Bipul Talukdar, Director of Applications Engineering for North America, SmartDV
EEWeb
May 24, 2021
While a working device that meets all functional specifications is a chip design project group’s No. 1 goal, many designers wake up covered in sweat worrying about a dead-on-arrival chip. No matter how much coverage or how many verification tools are employed, a bug or multiple bugs could slip through the net.
This high-pressure, demanding engineering environment requires three independent technology-based verification tools at the functional level to guarantee a bug-free functional and highly reliable chip. The overlap in verification and test coverage may seem to be excessive. Many sleep-deprived designers believe the additional effort is worthwhile.
The three functional-level verification steps –– functional verification, functional test, and built-in self-test (BIST) –– each offer a sense of confidence in the chip’s design. Combining them triples the sense of confidence that the chip will work as the functional spec intended.
Functional verification is the most resource-hungry step because it uses an abundance of available EDA tools and plenty of the hours budgeted for verification. Functional verification must encompass both functional coverage and code coverage. The two approach the verification problem differently and are necessary for ensuring comprehensive verification.
Functional coverage answers the question: Does the functional behavior of the design match the specifications for what the chip is supposed to do? Testing the behavior of the device against the specifications is necessary. Not enough, as the expected functional behavior reveals little about what happens when unanticipated states or inputs are encountered.

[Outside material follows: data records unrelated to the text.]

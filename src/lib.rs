//! Label visibility for a moving globe camera.
//!
//! Country and city labels are loaded from GeoJSON point collections into a
//! [`labels::LabelLayer`]. Camera changes arm a decluttering pass that runs at
//! most once per frame and decides which labels are shown: cities are gated
//! by camera height, anything behind the globe or off-canvas is hidden, one
//! label per screen-grid cell survives, and visible cities are capped.

pub mod data;
pub mod error;
pub mod labels;
pub mod map;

This is where code coverage looks at the design structure (code) rather than the design specification and can uncover behaviors not contemplated in the functional specification. For example, there may be states or inputs that are never expected to exist in normal operation. What happens if such an unexpected state or input does occur? How does the chip respond? It is possible that the chip will exhibit a behavior that was never anticipated.
By complementing each other, functional coverage and code coverage quantify functional verification and help to take the design to the next sequential steps of synthesis, tape-out, and eventually silicon. Functional verification that achieves both functional and code coverage closure flushes out most or all functional bugs of the design. Of course, the end goal is not the design but the chip that will be manufactured based on the design.
Once the chip has been manufactured, functional test and BIST are used to flush out any bugs that arise due to manufacturing defects or are caused by other issues during the manufacturing process. Depending on what is implemented per the design for test, planning with BIST determines any overlap in testing with functional test executed to make sure all manufactured transistors and wires are defect-free. A well-thought-out testing strategy that includes BIST can reduce time on the tester, lowering the time and cost of manufacturing test, and test critical internal areas of the chip that would be difficult to set up using external test approaches. A second key benefit of BIST is that it can be deployed for use at any time during the lifetime of the device, a necessary strategy for some applications.
Use of embedded FPGAs can simplify functional device testing because the FPGA is a pre-verified component guaranteed to behave as it was programmed, minimizing testing. While a BIST implementation in an FPGA brings in area and performance overhead, using it has substantial benefit, including better testing and the ability to test the device once it is installed in a system.
An encompassing verification strategy that pairs functional design verification with a comprehensive functional test strategy is needed to reduce the possibility of a dead-on-arrival device.